═════ Data extracts
//! User registration and authentication service.
//!
//! # Responsibility
//! - Validate credentials and register users with bcrypt-hashed passwords.
//! - Verify phone/password pairs.
//!
//! # Invariants
//! - A phone number maps to at most one user; re-registration fails without
//!   touching stored rows.
//! - Plaintext passwords are never persisted or logged.
//! - A stored hash that bcrypt cannot parse is an error, never a silent
//!   authentication failure.

use crate::model::user::{
    validate_password, validate_phone_number, CredentialError, NewUser, UserId,
};
use crate::repo::error::RepoError;
use crate::repo::user_repo::UserRepository;
use log::{info, warn};
use std::error::Error;
use std::fmt::{Display, Formatter};

/// bcrypt work factor used unless a caller overrides it.
pub const DEFAULT_HASH_COST: u32 = bcrypt::DEFAULT_COST;

/// Service error for user use-cases.
#[derive(Debug)]
pub enum UserServiceError {
    Validation(CredentialError),
    /// The phone number already has an account.
    DuplicateUser,
    Hash(bcrypt::BcryptError),
    Repo(RepoError),
}

impl Display for UserServiceError {
    fn fmt(&self, f: &mut Formatter<'_>) -> std::fmt::Result {
        match self {
            Self::Validation(err) => write!(f, "{err}"),
            Self::DuplicateUser => write!(f, "phone number is already registered"),
            Self::Hash(err) => write!(f, "password hashing failed: {err}"),
            Self::Repo(err) => write!(f, "{err}"),
        }
    }
}

impl Error for UserServiceError {
    fn source(&self) -> Option<&(dyn Error + 'static)> {
        match self {
            Self::Validation(err) => Some(err),
            Self::DuplicateUser => None,
            Self::Hash(err) => Some(err),
            Self::Repo(err) => Some(err),
        }
    }
}

impl From<CredentialError> for UserServiceError {
    fn from(value: CredentialError) -> Self {
        Self::Validation(value)
    }
}

impl From<RepoError> for UserServiceError {
    fn from(value: RepoError) -> Self {
        match value {
            RepoError::DuplicatePhoneNumber => Self::DuplicateUser,
            other => Self::Repo(other),
        }
    }
}

impl From<bcrypt::BcryptError> for UserServiceError {
    fn from(value: bcrypt::BcryptError) -> Self {
        Self::Hash(value)
    }
}

/// User service facade over repository implementations.
pub struct UserService<R: UserRepository> {
    repo: R,
    hash_cost: u32,
}

impl<R: UserRepository> UserService<R> {
    /// Creates a service hashing with [`DEFAULT_HASH_COST`].
    pub fn new(repo: R) -> Self {
        Self::with_hash_cost(repo, DEFAULT_HASH_COST)
    }

    /// Creates a service with an explicit bcrypt cost (4..=31).
    pub fn with_hash_cost(repo: R, hash_cost: u32) -> Self {
        Self { repo, hash_cost }
    }

    /// Registers a new user.
    ///
    /// # Errors
    /// - `Validation` when the phone number or password is malformed.
    /// - `DuplicateUser` when the phone number is already registered.
    pub fn register(
        &self,
        phone_number: &str,
        password: &str,
    ) -> Result<UserId, UserServiceError> {
        validate_phone_number(phone_number)?;
        validate_password(password)?;

        if self.repo.find_by_phone(phone_number)?.is_some() {
            info!("event=user_register module=auth status=rejected reason=duplicate");
            return Err(UserServiceError::DuplicateUser);
        }

        let password_hash = bcrypt::hash(password, self.hash_cost)?;
        let user_id = self.repo.insert_user(&NewUser {
            phone_number: phone_number.to_string(),
            password_hash,
        })?;

        info!("event=user_register module=auth status=ok user_id={user_id}");
        Ok(user_id)
    }

    /// Returns whether `phone_number` is registered with `password`.
    ///
    /// Both values are compared exactly; nothing is trimmed or case-folded.
    pub fn authenticate(
        &self,
        phone_number: &str,
        password: &str,
    ) -> Result<bool, UserServiceError> {
        let Some(user) = self.repo.find_by_phone(phone_number)? else {
            info!("event=user_authenticate module=auth status=rejected reason=unknown_user");
            return Ok(false);
        };

        let verified = match bcrypt::verify(password, &user.password_hash) {
            Ok(verified) => verified,
            Err(err) => {
                warn!(
                    "event=user_authenticate module=auth status=error user_id={} error_code=invalid_hash",
                    user.id
                );
                return Err(err.into());
            }
        };

        if verified {
            info!(
                "event=user_authenticate module=auth status=ok user_id={}",
                user.id
            );
        } else {
            info!(
                "event=user_authenticate module=auth status=rejected reason=bad_password user_id={}",
                user.id
            );
        }
        Ok(verified)
    }

    pub fn user_count(&self) -> Result<u64, UserServiceError> {
        Ok(self.repo.count()?)
    }
}
//! Table shapes the stores depend on, and checks against a live connection.

use super::{DbError, DbResult};
use rusqlite::Connection;

#[derive(Debug, Clone, Copy)]
pub struct TableShape {
    pub name: &'static str,
    pub columns: &'static [&'static str],
}

pub const REPAIRS: TableShape = TableShape {
    name: "repairs",
    columns: &[
        "id",
        "vehicle_no",
        "part_name",
        "km_reading",
        "repair_date",
        "repair_type",
    ],
};

pub const USERS: TableShape = TableShape {
    name: "users",
    columns: &["id", "phone_number", "password_hash", "created_at"],
};

/// Every table present at the latest migration version.
pub const LATEST_SCHEMA: [TableShape; 2] = [REPAIRS, USERS];

/// Fails with `MissingTable`/`MissingColumn` when `shape` is not fully present.
pub fn check_table(conn: &Connection, shape: &TableShape) -> DbResult<()> {
    if !table_exists(conn, shape.name)? {
        return Err(DbError::MissingTable(shape.name));
    }

    let present = table_columns(conn, shape.name)?;
    for &column in shape.columns {
        if !present.iter().any(|name| name == column) {
            return Err(DbError::MissingColumn {
                table: shape.name,
                column,
            });
        }
    }

    Ok(())
}

pub fn check_latest_schema(conn: &Connection) -> DbResult<()> {
    LATEST_SCHEMA
        .iter()
        .try_for_each(|shape| check_table(conn, shape))
}

fn table_exists(conn: &Connection, table: &str) -> DbResult<bool> {
    let exists: i64 = conn.query_row(
        "SELECT EXISTS(
            SELECT 1
            FROM sqlite_master
            WHERE type = 'table' AND name = ?1
        );",
        [table],
        |row| row.get(0),
    )?;
    Ok(exists == 1)
}

fn table_columns(conn: &Connection, table: &str) -> DbResult<Vec<String>> {
    let mut stmt = conn.prepare("SELECT name FROM pragma_table_info(?1);")?;
    let columns = stmt
        .query_map([table], |row| row.get::<_, String>(0))?
        .collect::<Result<Vec<_>, _>>()?;
    Ok(columns)
}
//! Domain model for repair events and user credentials.
//!
//! # Responsibility
//! - Define the records persisted by the repair and user stores.
//! - Hold pure validation rules shared by services and the session gate.
//!
//! # Invariants
//! - Records are append-only: nothing in core updates or deletes them.

pub mod repair;
pub mod user;
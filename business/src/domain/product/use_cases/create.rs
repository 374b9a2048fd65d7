use async_trait::async_trait;

use crate::domain::product::errors::ProductError;
use crate::domain::product::model::Product;
use crate::domain::product::value_objects::{Barcode, UpsertPolicy};

/// Manual-entry form fields. Everything except the barcode is optional;
/// blank values are dropped before persisting.
pub struct CreateProductParams {
    pub barcode: Barcode,
    pub title: Option<String>,
    pub category: Option<String>,
    pub manufacturer: Option<String>,
    pub brand: Option<String>,
    pub image: Option<String>,
    pub mpn: Option<String>,
    pub model: Option<String>,
    pub asin: Option<String>,
    pub ingredients: Option<String>,
    pub nutrition_facts: Option<String>,
    pub description: Option<String>,
    pub policy: UpsertPolicy,
}

#[async_trait]
pub trait CreateProductUseCase: Send + Sync {
    async fn execute(&self, params: CreateProductParams) -> Result<Product, ProductError>;
}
══════════
> _Task description_
Pull every line containing "Debug" from the entries above and copy it.

> _Solved exercise_
#[derive(Debug)]
#[derive(Debug, Clone, Copy)]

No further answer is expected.